On a voulu ainsi faire mieux connaître un des plus représentatifs cinéastes roumains, surtout encadré de plusieurs de ses films à travers lesquels il essaye de peindre, avec les yeux du cinéma, les traits d’une réalité qui est souvent regardée d’une façon monotone et pleine de clichés. Lucian Pintilie éclaire et capte cette réalité roumaine à sa façon, c’est vrai, sous son style de vue personnel mais en même temps il enrichit cette vision en l’avouant comme la sienne ; son apparition à la fin de « Scènes de Carnaval » (film censuré de ’80 à ’90) en train de manipuler lumières, caméras et acteurs, n’est-elle pas le reflet d’une éternelle tromperie de soi-même : c’est l’artiste qui croit diriger et maîtriser le monde qu’il vient de créer, mais en fait, ce monde l’engloutit en faisant de lui son acteur. J’écrivais dans le numéro précédent que la plupart des metteurs en scène roumains sont arrivés derrière la caméra après avoir fait leurs débuts (et en y puisant une source d’inspiration particulièrement riche) au théâtre. Lucian Pintilie n’est pas une exception, un de ses spectacles a constitué pour lui le début de la fin de sa carrière dans la Roumanie socialiste. Il reviendra après quelques années et après quelques succès sur les scènes parisiennes, pour réaliser un film tiré d’un des classiques de la littérature roumaine, Ion Luca Cariagale, dont l’œuvre se constitue dans une sorte de microscope de l’âme roumaine dans tous ses états. « Scènes de Carnaval » est donc la mise en images d’une infatigable et effrontée vitalité roumaine, vitalité qui nous a toujours empêché d’aller jusqu’au bout de nos idéaux, de nos drames, de nos souffrances. Il y a quelque chose (qu’on pourrait appeler « l’euphorie du désastre » et elle nous a fait survivre à plus de cinquante ans de dictature), une blague, un plat, une déconnade qui nous a fait manquer notre rendez-vous avec le tragique. Le metteur en scène qui apparaît au pré- et au post-générique nous dit et redit qu’une fois qu’il a vu et enregistré tout cela, la nausée et l’horreur sont totales. Le verdict est implacable, il n’y a plus de solutions. Seul le retour au spectacle de cette vitalité, peut se constituer dans une remise en question qui pourrait amener une future réponse.

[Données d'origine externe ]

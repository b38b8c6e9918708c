//! Error types for bitmap I/O.

use std::io;

use offload_compute::ComputeError;
use thiserror::Error;

/// Bitmap I/O error.
#[derive(Debug, Error)]
pub enum IoError {
    /// File I/O error.
    #[error("I/O error: {0}")]
    Io(#[from] io::Error),

    /// Decoding failed.
    #[error("decode error: {0}")]
    DecodeError(String),

    /// Encoding failed.
    #[error("encode error: {0}")]
    EncodeError(String),

    /// Image too large for the bitmap format.
    #[error("dimension mismatch: expected {expected}, got {actual}")]
    DimensionMismatch {
        /// Expected dimensions.
        expected: String,
        /// Actual dimensions.
        actual: String,
    },

    /// Decoded samples did not form a valid grid.
    #[error(transparent)]
    Compute(#[from] ComputeError),
}

/// Result type for bitmap I/O.
pub type IoResult<T> = Result<T, IoError>;
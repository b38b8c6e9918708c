//! Execution backends.
//!
//! # Architecture
//!
//! ```text
//! ComputeSession
//!     └── Box<dyn DevicePrimitives>
//!             ├── CpuDevice  (rayon, work groups emulated on the host)
//!             └── WgpuDevice (WGSL compute pipelines)
//! ```
//!
//! The session validates arguments and ranges; a backend only runs a launch
//! that is already known to be well formed.

mod cpu_backend;
mod detect;

#[cfg(feature = "wgpu")]
mod wgpu_backend;

pub use cpu_backend::CpuDevice;
pub use detect::{BackendInfo, describe_backends, detect_backends, select_best_backend};

#[cfg(feature = "wgpu")]
pub use wgpu_backend::WgpuDevice;

use std::fmt;

use crate::device::DeviceInfo;
use crate::grid::WorkGrid;
use crate::pi::TermSeries;
use crate::program::Program;
use crate::rotate::RotationParams;
use crate::{ComputeError, ComputeResult};

/// Available compute backends.
#[derive(Debug, Clone, Copy, PartialEq, Eq, Default)]
pub enum Backend {
    /// Best available (wgpu > CPU).
    #[default]
    Auto,
    /// Host CPU using rayon.
    Cpu,
    /// wgpu (Vulkan/Metal/DX12).
    Wgpu,
}

impl Backend {
    /// Check if this backend is available on current system.
    pub fn is_available(&self) -> bool {
        match self {
            Self::Auto => true,
            Self::Cpu => true,
            #[cfg(feature = "wgpu")]
            Self::Wgpu => WgpuDevice::is_available(),
            #[cfg(not(feature = "wgpu"))]
            Self::Wgpu => false,
        }
    }

    pub fn name(&self) -> &'static str {
        match self {
            Self::Auto => "auto",
            Self::Cpu => "cpu",
            Self::Wgpu => "wgpu",
        }
    }
}

impl fmt::Display for Backend {
    fn fmt(&self, f: &mut fmt::Formatter<'_>) -> fmt::Result {
        f.write_str(self.name())
    }
}

/// One rotation dispatch over a `rows x cols` grid.
#[derive(Debug, Clone, Copy, PartialEq)]
pub struct RotateLaunch {
    pub rows: usize,
    pub cols: usize,
    pub params: RotationParams,
    /// Pivot `(x, y)` in column/row units.
    pub pivot: (f32, f32),
}

/// One partial-sum dispatch.
#[derive(Debug, Clone, Copy, PartialEq, Eq)]
pub struct PiLaunch {
    pub series: TermSeries,
    pub floats_per_item: usize,
    pub grid: WorkGrid,
}

/// Kernel execution on one device.
///
/// Calls are blocking: when one returns, the outputs are in host memory.
pub trait DevicePrimitives: Send + Sync {
    /// Device this instance executes on.
    fn info(&self) -> &DeviceInfo;

    /// Backend name.
    fn name(&self) -> &'static str;

    /// Run the `entry` rotation kernel of `program`.
    ///
    /// `dst` arrives pre-filled; cells no sample lands in keep their value.
    fn exec_rotate(
        &self,
        program: &Program,
        entry: &str,
        src: &[f32],
        dst: &mut [f32],
        launch: &RotateLaunch,
    ) -> ComputeResult<()>;

    /// Run the `entry` partial-sum kernel of `program`, writing one value
    /// per work group into `out[..launch.grid.buckets()]`.
    fn exec_partial_sums(
        &self,
        program: &Program,
        entry: &str,
        launch: &PiLaunch,
        out: &mut [f32],
    ) -> ComputeResult<()>;
}

/// Open the execution primitives for a device.
pub fn open_device(info: &DeviceInfo) -> ComputeResult<Box<dyn DevicePrimitives>> {
    match info.backend {
        Backend::Cpu => Ok(Box::new(CpuDevice::new(info.clone()))),
        Backend::Wgpu => {
            #[cfg(feature = "wgpu")]
            {
                Ok(Box::new(WgpuDevice::open(info)?))
            }
            #[cfg(not(feature = "wgpu"))]
            {
                Err(ComputeError::BackendNotAvailable(
                    "wgpu feature not enabled".to_string()
                ))
            }
        }
        Backend::Auto => Err(ComputeError::BackendNotAvailable(format!(
            "device '{}' has no concrete backend",
            info.name
        ))),
    }
}
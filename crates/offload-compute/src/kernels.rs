//! Built-in WGSL kernel sources.

use crate::program::{BuildOptions, ProgramSource};
use crate::{ComputeError, ComputeResult};

/// Forward-mapped image rotation (`rotate`).
pub const ROTATE: &str = include_str!("../kernels/rotate.wgsl");

/// Pi partial sums (`pi_calc`, `pi_calc_quadrant`). Needs `LOCAL_SIZE`.
pub const PI_CALC: &str = include_str!("../kernels/pi_calc.wgsl");

/// Kernel sources shipped with the crate.
#[derive(Debug, Clone, Copy, PartialEq, Eq)]
pub enum BuiltinKernel {
    Rotate,
    Pi,
}

impl BuiltinKernel {
    pub fn parse(s: &str) -> ComputeResult<Self> {
        match s.to_lowercase().as_str() {
            "rotate" | "rotation" => Ok(Self::Rotate),
            "pi" | "pi_calc" => Ok(Self::Pi),
            other => Err(ComputeError::InvalidArgument(format!("unknown builtin kernel: {other}"))),
        }
    }

    pub fn label(&self) -> &'static str {
        match self {
            Self::Rotate => "rotate.wgsl",
            Self::Pi => "pi_calc.wgsl",
        }
    }

    pub fn text(&self) -> &'static str {
        match self {
            Self::Rotate => ROTATE,
            Self::Pi => PI_CALC,
        }
    }

    pub fn source(&self) -> ProgramSource {
        ProgramSource::text(self.label(), self.text())
    }

    /// Defines the kernel needs for a work group of `local_size`.
    pub fn build_options(&self, local_size: usize) -> BuildOptions {
        match self {
            Self::Rotate => BuildOptions::new(),
            Self::Pi => BuildOptions::new().define("LOCAL_SIZE", local_size),
        }
    }
}
//! # offload-io
//!
//! Bitmap reader and writer for the rotation demo.
//!
//! Images are exchanged as [`ImageGrid`](offload_compute::ImageGrid): one
//! `f32` luma sample per pixel, `rows` = height, `cols` = width.
//!
//! ```ignore
//! use offload_io::{read_bitmap, write_bitmap};
//!
//! let grid = read_bitmap("./Images/cat.bmp")?;
//! write_bitmap("cat-copy.bmp", &grid)?;
//! ```

pub mod bmp;
mod error;

pub use bmp::{read_bitmap, write_bitmap};
pub use error::{IoError, IoResult};
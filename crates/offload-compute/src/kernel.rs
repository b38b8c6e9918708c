//! Kernel objects and their argument signatures.

use std::fmt;

use crate::pi::TermSeries;
use crate::program::{Program, ProgramId};
use crate::session::BufferId;
use crate::{ComputeError, ComputeResult};

/// Kind of value a kernel parameter takes.
#[derive(Debug, Clone, Copy, PartialEq, Eq)]
pub enum ArgKind {
    Int,
    Float,
    /// Work-group local memory, given as a byte size.
    Local,
    Buffer,
}

impl fmt::Display for ArgKind {
    fn fmt(&self, f: &mut fmt::Formatter<'_>) -> fmt::Result {
        f.write_str(match self {
            Self::Int => "int",
            Self::Float => "float",
            Self::Local => "local",
            Self::Buffer => "buffer",
        })
    }
}

/// Value bound to one kernel parameter.
#[derive(Debug, Clone, Copy, PartialEq)]
pub enum KernelArg {
    Int(i32),
    Float(f32),
    Local(usize),
    Buffer(BufferId),
}

impl KernelArg {
    pub fn kind(&self) -> ArgKind {
        match self {
            Self::Int(_) => ArgKind::Int,
            Self::Float(_) => ArgKind::Float,
            Self::Local(_) => ArgKind::Local,
            Self::Buffer(_) => ArgKind::Buffer,
        }
    }
}

const ROTATE_SIGNATURE: &[ArgKind] = &[
    ArgKind::Buffer, // src
    ArgKind::Buffer, // dst
    ArgKind::Float,  // sin
    ArgKind::Float,  // cos
    ArgKind::Int,    // rows
    ArgKind::Int,    // cols
    ArgKind::Float,  // pivot x
    ArgKind::Float,  // pivot y
];

const PI_SIGNATURE: &[ArgKind] = &[
    ArgKind::Int,    // floats per item
    ArgKind::Int,    // local size
    ArgKind::Local,  // local scratch
    ArgKind::Buffer, // result
];

/// What an entry point computes. Backends dispatch on this.
#[derive(Debug, Clone, Copy, PartialEq, Eq)]
pub enum KernelKind {
    Rotate,
    PiSum(TermSeries),
}

impl KernelKind {
    /// Kind for an entry point name, if the host knows how to launch it.
    pub fn for_entry(entry: &str) -> Option<Self> {
        match entry {
            "rotate" => Some(Self::Rotate),
            other => TermSeries::from_entry_point(other).map(Self::PiSum),
        }
    }

    pub fn signature(&self) -> &'static [ArgKind] {
        match self {
            Self::Rotate => ROTATE_SIGNATURE,
            Self::PiSum(_) => PI_SIGNATURE,
        }
    }
}

/// An entry point of a built program plus its bound arguments.
#[derive(Debug, Clone)]
pub struct Kernel {
    name: String,
    kind: KernelKind,
    program: ProgramId,
    args: Vec<Option<KernelArg>>,
}

impl Kernel {
    /// Create a kernel for `entry` of `program`.
    pub fn new(program_id: ProgramId, program: &Program, entry: &str) -> ComputeResult<Self> {
        if !program.has_entry_point(entry) {
            return Err(ComputeError::KernelCreation {
                kernel: entry.to_string(),
                reason: format!("program '{}' has no such entry point", program.label()),
            });
        }
        let kind = KernelKind::for_entry(entry).ok_or_else(|| ComputeError::KernelCreation {
            kernel: entry.to_string(),
            reason: "entry point has no known launch signature".into(),
        })?;
        Ok(Self {
            name: entry.to_string(),
            kind,
            program: program_id,
            args: vec![None; kind.signature().len()],
        })
    }

    pub fn name(&self) -> &str {
        &self.name
    }

    pub fn kind(&self) -> KernelKind {
        self.kind
    }

    pub fn program(&self) -> ProgramId {
        self.program
    }

    /// Bind argument `index`, checking it against the signature.
    pub fn set_arg(&mut self, index: usize, arg: KernelArg) -> ComputeResult<()> {
        let signature = self.kind.signature();
        let expected = *signature.get(index).ok_or_else(|| ComputeError::ArgumentBinding {
            kernel: self.name.clone(),
            index,
            reason: format!("kernel takes {} arguments", signature.len()),
        })?;
        if arg.kind() != expected {
            return Err(ComputeError::ArgumentBinding {
                kernel: self.name.clone(),
                index,
                reason: format!("expected {expected}, got {}", arg.kind()),
            });
        }
        if let KernelArg::Local(0) = arg {
            return Err(ComputeError::ArgumentBinding {
                kernel: self.name.clone(),
                index,
                reason: "local memory size must be non-zero".into(),
            });
        }
        self.args[index] = Some(arg);
        Ok(())
    }

    pub fn arg(&self, index: usize) -> Option<KernelArg> {
        self.args.get(index).copied().flatten()
    }

    pub fn all_bound(&self) -> bool {
        self.args.iter().all(Option::is_some)
    }

    /// Index of the first unbound argument.
    pub fn first_unbound(&self) -> Option<usize> {
        self.args.iter().position(Option::is_none)
    }
}

#[cfg(test)]
mod tests {
    use super::*;

    #[test]
    fn test_kind_for_entry() {
        assert_eq!(KernelKind::for_entry("rotate"), Some(KernelKind::Rotate));
        assert_eq!(KernelKind::for_entry("pi_calc"), Some(KernelKind::PiSum(TermSeries::Leibniz)));
        assert_eq!(
            KernelKind::for_entry("pi_calc_quadrant"),
            Some(KernelKind::PiSum(TermSeries::QuarterCircle))
        );
        assert_eq!(KernelKind::for_entry("main"), None);
    }

    #[test]
    fn test_signatures() {
        assert_eq!(KernelKind::Rotate.signature().len(), 8);
        assert_eq!(KernelKind::PiSum(TermSeries::Leibniz).signature()[2], ArgKind::Local);
    }
}
impl DevicePrimitives for WgpuDevice {
    fn info(&self) -> &DeviceInfo {
        &self.info
    }

    fn name(&self) -> &'static str {
        "wgpu"
    }

    fn exec_rotate(
        &self,
        program: &Program,
        entry: &str,
        src: &[f32],
        dst: &mut [f32],
        launch: &RotateLaunch,
    ) -> ComputeResult<()> {
        trace!(entry, rows = launch.rows, cols = launch.cols, "WgpuDevice::exec_rotate");
        if KernelKind::for_entry(entry) != Some(KernelKind::Rotate) {
            return Err(ComputeError::Enqueue(format!("'{entry}' is not a rotation kernel")));
        }
        let cells = launch.rows * launch.cols;
        if src.len() != cells || dst.len() != cells {
            return Err(ComputeError::BufferSizeMismatch {
                expected: cells,
                actual: if src.len() != cells { src.len() } else { dst.len() },
            });
        }
        if cells == 0 {
            return Ok(());
        }

        let params = RotateParams {
            sin_theta: launch.params.sin_theta,
            cos_theta: launch.params.cos_theta,
            pivot_x: launch.pivot.0,
            pivot_y: launch.pivot.1,
            rows: to_u32(launch.rows, "rows")?,
            cols: to_u32(launch.cols, "cols")?,
            _pad0: 0,
            _pad1: 0,
        };

        let pipeline = self.pipeline(program, entry)?;
        let params_buf = self.device.create_buffer_init(&wgpu::util::BufferInitDescriptor {
            label: Some("rotate params"),
            contents: bytemuck::bytes_of(&params),
            usage: wgpu::BufferUsages::UNIFORM,
        });
        let src_buf = self.storage_buffer("rotate src", src, wgpu::BufferUsages::empty());
        let dst_buf = self.storage_buffer("rotate dst", dst, wgpu::BufferUsages::COPY_SRC);

        let bind_group = self.validated("rotate bindings", || {
            self.device.create_bind_group(&wgpu::BindGroupDescriptor {
                label: Some("rotate bind group"),
                layout: &pipeline.get_bind_group_layout(0),
                entries: &[
                    wgpu::BindGroupEntry { binding: 0, resource: params_buf.as_entire_binding() },
                    wgpu::BindGroupEntry { binding: 1, resource: src_buf.as_entire_binding() },
                    wgpu::BindGroupEntry { binding: 2, resource: dst_buf.as_entire_binding() },
                ],
            })
        })?;

        let groups = (
            params.cols.div_ceil(ROTATE_WORKGROUP),
            params.rows.div_ceil(ROTATE_WORKGROUP),
        );
        self.dispatch_and_read(&pipeline, &bind_group, groups, &dst_buf, dst)
    }

    fn exec_partial_sums(
        &self,
        program: &Program,
        entry: &str,
        launch: &PiLaunch,
        out: &mut [f32],
    ) -> ComputeResult<()> {
        trace!(entry, global = launch.grid.global_size, local = launch.grid.local_size, "WgpuDevice::exec_partial_sums");
        if KernelKind::for_entry(entry) != Some(KernelKind::PiSum(launch.series)) {
            return Err(ComputeError::Enqueue(format!(
                "'{entry}' does not compute the {} series",
                launch.series.name()
            )));
        }
        let grid = launch.grid;
        let buckets = grid.buckets();
        if out.len() < buckets {
            return Err(ComputeError::BufferSizeMismatch { expected: buckets, actual: out.len() });
        }
        let max_groups = self.device.limits().max_compute_workgroups_per_dimension;
        let groups = to_u32(buckets, "buckets")?;
        if groups > max_groups {
            return Err(ComputeError::Enqueue(format!(
                "{groups} work groups exceeds the adapter limit of {max_groups}"
            )));
        }

        let params = PiParams {
            floats_per_item: to_u32(launch.floats_per_item, "floats_per_item")?,
            local_size: to_u32(grid.local_size, "local_size")?,
            total_terms: to_u32(grid.total_terms(launch.floats_per_item)?, "total_terms")?,
            _pad: 0,
        };

        let pipeline = self.pipeline(program, entry)?;
        let params_buf = self.device.create_buffer_init(&wgpu::util::BufferInitDescriptor {
            label: Some("pi params"),
            contents: bytemuck::bytes_of(&params),
            usage: wgpu::BufferUsages::UNIFORM,
        });
        let result_buf = self.storage_buffer("pi result", &out[..buckets], wgpu::BufferUsages::COPY_SRC);

        let bind_group = self.validated("pi bindings", || {
            self.device.create_bind_group(&wgpu::BindGroupDescriptor {
                label: Some("pi bind group"),
                layout: &pipeline.get_bind_group_layout(0),
                entries: &[
                    wgpu::BindGroupEntry { binding: 0, resource: params_buf.as_entire_binding() },
                    wgpu::BindGroupEntry { binding: 1, resource: result_buf.as_entire_binding() },
                ],
            })
        })?;

        self.dispatch_and_read(&pipeline, &bind_group, (groups, 1), &result_buf, &mut out[..buckets])
    }
}
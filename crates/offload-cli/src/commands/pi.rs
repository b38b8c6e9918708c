//! Pi command - work-group partial sums reduced on the host

use anyhow::{Context, Result};
use offload_compute::{PiConfig, TermSeries, pipeline};

use crate::PiArgs;
use crate::commands::{load_program, pick_device};

#[allow(unused_imports)]
use tracing::{debug, info, trace};

pub fn run(args: PiArgs, verbose: u8) -> Result<()> {
    trace!(series = %args.series, fpi = args.floats_per_item, "pi::run");

    let device = pick_device(&args.device)?;
    println!("device name= {}", device.name);

    let mut config = PiConfig::default()
        .series(TermSeries::parse(&args.series)?)
        .floats_per_item(args.floats_per_item);
    if let Some(local) = args.local_size {
        config = config.local_size(local);
    }
    if let Some(units) = args.compute_units {
        config = config.compute_units(units);
    }
    if let Some(program) = load_program(args.kernel.as_ref(), args.binary.as_ref())? {
        if verbose > 0 {
            println!("Using program: {}", program.label());
        }
        config = config.program(program);
    }

    let run = pipeline::estimate_pi(&device, &config).context("Pi estimation failed")?;
    let grid = run.grid;

    println!("num_comp_units={}", grid.compute_units);
    println!("local_size={}", grid.local_size);
    println!("global_size={}, local_size={}", grid.global_size, grid.local_size);
    println!("Number of global buckets is: {}", grid.buckets());

    println!("\nResults: ");
    for (b, value) in run.estimate.partials.iter().enumerate() {
        println!("workgroup {b} result: {value:.6}");
    }
    println!("Pi is calculated as: {:.6}", run.estimate.pi);

    if verbose > 0 {
        println!(
            "terms={}, |error|={:.6}",
            grid.total_terms(config.floats_per_item)?,
            run.estimate.error()
        );
    }

    Ok(())
}
//! Host session: the context, queue, programs, kernels and buffers of one
//! device, walked through a fixed sequence of stages.
//!
//! ```text
//! Uninitialized -> ContextCreated -> ProgramBuilt -> KernelArgsBound
//!               -> Dispatched -> ResultsRead -> Released
//! ```
//!
//! Every call checks the stage it needs and fails with
//! [`ComputeError::InvalidStage`] otherwise. Dispatch is synchronous: when
//! [`ComputeSession::enqueue`] returns, output buffers hold the results.
//! Resources are released buffers first, then the queue, kernels, programs
//! and finally the context.

use tracing::{debug, info, trace};

use crate::backend::{DevicePrimitives, PiLaunch, RotateLaunch, open_device};
use crate::device::DeviceInfo;
use crate::grid::{NdRange, WorkGrid};
use crate::kernel::{Kernel, KernelArg, KernelKind};
use crate::pi::TermSeries;
use crate::program::{BuildOptions, Program, ProgramId, ProgramSource, build_program};
use crate::rotate::RotationParams;
use crate::{ComputeError, ComputeResult};

/// Session lifecycle stage. Stages are ordered.
#[derive(Debug, Clone, Copy, PartialEq, Eq, PartialOrd, Ord)]
pub enum SessionStage {
    Uninitialized,
    ContextCreated,
    ProgramBuilt,
    KernelArgsBound,
    Dispatched,
    ResultsRead,
    Released,
}

/// Handle to a device buffer.
#[derive(Debug, Clone, Copy, PartialEq, Eq, Hash)]
pub struct BufferId(pub(crate) usize);

/// Handle to a kernel.
#[derive(Debug, Clone, Copy, PartialEq, Eq, Hash)]
pub struct KernelId(pub(crate) usize);

/// Initial buffer contents.
#[derive(Debug, Clone, PartialEq)]
pub enum BufferInit {
    /// `len` zeros.
    Zeroed(usize),
    /// `len` copies of a value.
    Filled(usize, f32),
    /// Copy of host data.
    CopyFrom(Vec<f32>),
}

/// How kernels may access a buffer.
#[derive(Debug, Clone, Copy, PartialEq, Eq)]
pub enum BufferAccess {
    ReadOnly,
    WriteOnly,
    ReadWrite,
}

impl BufferAccess {
    fn writable(&self) -> bool {
        !matches!(self, Self::ReadOnly)
    }
}

/// Resource classes in release order.
#[derive(Debug, Clone, Copy, PartialEq, Eq)]
pub enum ResourceKind {
    Buffer,
    Queue,
    Kernel,
    Program,
    Context,
}

#[derive(Debug)]
struct DeviceBuffer {
    data: Vec<f32>,
    access: BufferAccess,
}

/// One device's host-side state.
pub struct ComputeSession {
    device: Box<dyn DevicePrimitives>,
    stage: SessionStage,
    programs: Vec<Program>,
    kernels: Vec<Kernel>,
    buffers: Vec<DeviceBuffer>,
}
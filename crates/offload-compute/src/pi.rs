//! Pi estimation by two-level `f32` partial-sum reduction.
//!
//! The estimate is `4 * Σ term(k)` over `global_size * floats_per_item`
//! terms, where the series converges to `π/4`. Summation order is fixed:
//!
//! 1. work item `gid` sums terms `gid*fpi .. gid*fpi + fpi` in ascending order;
//! 2. each work group sums its items' contributions in ascending local id;
//! 3. the host sums the group results in ascending group index.
//!
//! `f32` addition is not associative, so any backend that wants
//! bit-identical results with [`reference_partial_sums`] must keep this
//! order. The CPU backend does.

use crate::grid::WorkGrid;
use crate::{ComputeError, ComputeResult};

/// Factor turning the quarter-circle sum into Pi.
pub const PI_QUADRANT_FACTOR: f32 = 4.0;

/// Terms summed by each work item unless configured otherwise.
pub const DEFAULT_FLOATS_PER_ITEM: usize = 4;

/// Deterministic term generator whose sum approaches `π/4`.
#[derive(Debug, Clone, Copy, PartialEq, Eq, Default)]
pub enum TermSeries {
    /// `(-1)^k / (2k + 1)`.
    #[default]
    Leibniz,
    /// Midpoint rule over the quarter circle: `sqrt(1 - x²) / T` with
    /// `x = (k + 0.5) / T`.
    QuarterCircle,
}

impl TermSeries {
    /// Kernel entry point computing this series.
    pub fn entry_point(&self) -> &'static str {
        match self {
            Self::Leibniz => "pi_calc",
            Self::QuarterCircle => "pi_calc_quadrant",
        }
    }

    /// Series for a kernel entry point.
    pub fn from_entry_point(entry: &str) -> Option<Self> {
        match entry {
            "pi_calc" => Some(Self::Leibniz),
            "pi_calc_quadrant" => Some(Self::QuarterCircle),
            _ => None,
        }
    }

    /// Parse a CLI name.
    pub fn parse(s: &str) -> ComputeResult<Self> {
        match s.to_lowercase().as_str() {
            "leibniz" => Ok(Self::Leibniz),
            "quadrant" | "quarter-circle" => Ok(Self::QuarterCircle),
            other => Err(ComputeError::InvalidArgument(format!("unknown series: {other}"))),
        }
    }

    pub fn name(&self) -> &'static str {
        match self {
            Self::Leibniz => "leibniz",
            Self::QuarterCircle => "quadrant",
        }
    }

    /// Term `k` of a series of `total_terms` terms.
    #[inline]
    pub fn term(&self, k: usize, total_terms: usize) -> f32 {
        match self {
            Self::Leibniz => {
                let sign = if k % 2 == 0 { 1.0f32 } else { -1.0f32 };
                sign / (2 * k + 1) as f32
            }
            Self::QuarterCircle => {
                let n = total_terms as f32;
                let x = (k as f32 + 0.5) / n;
                (1.0 - x * x).sqrt() / n
            }
        }
    }
}

/// Contribution of work item `gid`.
///
/// `gid` must lie inside a grid whose [`WorkGrid::total_terms`] succeeded,
/// which keeps every term index in range.
#[inline]
pub fn work_item_sum(series: TermSeries, gid: usize, floats_per_item: usize, total_terms: usize) -> f32 {
    let first = gid * floats_per_item;
    let mut sum = 0.0f32;
    for k in first..first + floats_per_item {
        sum += series.term(k, total_terms);
    }
    sum
}

/// Reduce one group's local memory in ascending local id.
#[inline]
pub fn group_reduce(local: &[f32]) -> f32 {
    let mut sum = 0.0f32;
    for &v in local {
        sum += v;
    }
    sum
}

/// Host-side reduction over group results in ascending group index.
pub fn host_reduce(partials: &[f32]) -> f32 {
    let mut sum = 0.0f32;
    for &v in partials {
        sum += v;
    }
    sum
}

/// Single-threaded partial sums in device order, one per work group.
///
/// Fails when the grid's term count overflows.
pub fn reference_partial_sums(series: TermSeries, grid: &WorkGrid, floats_per_item: usize) -> ComputeResult<Vec<f32>> {
    let total = grid.total_terms(floats_per_item)?;
    let local_size = grid.local_size;
    let mut local = vec![0.0f32; local_size];

    let partials = (0..grid.buckets())
        .map(|group| {
            for (lid, slot) in local.iter_mut().enumerate() {
                *slot = work_item_sum(series, group * local_size + lid, floats_per_item, total);
            }
            group_reduce(&local)
        })
        .collect();
    Ok(partials)
}

/// Final estimate from per-group results.
#[derive(Debug, Clone, PartialEq)]
pub struct PiEstimate {
    /// One partial sum per work group.
    pub partials: Vec<f32>,
    /// Host reduction of `partials`.
    pub sum: f32,
    /// `sum * 4`.
    pub pi: f32,
}

impl PiEstimate {
    pub fn from_partials(partials: Vec<f32>) -> Self {
        let sum = host_reduce(&partials);
        Self {
            partials,
            sum,
            pi: sum * PI_QUADRANT_FACTOR,
        }
    }

    /// Absolute error against `std::f32::consts::PI`.
    pub fn error(&self) -> f32 {
        (self.pi - std::f32::consts::PI).abs()
    }
}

J’écris tout cela sur le film avec l’espoir que mon évocation fasse office de prière puisque « Scènes de Carnaval » ne figure pas sur la liste des films distribués en France et que seul un miracle (que L. Pintilie ait le temps d’accepter notre invitation et qu’il amène avec lui sa propre copie du film) pourrait nous le faire voir dans le cadre de la rétrospective. Cependant, même si rien de spécial ne va se passer, le Kino et Esteur’op (partenaire de cet événement) vous invitent à participer à la rétrospective qui comporte jusqu’à maintenant, les deux derniers films de Lucian Pintilie : « Le Chêne » et « Un Été inoubliable » avec un programme de soirées roumaines.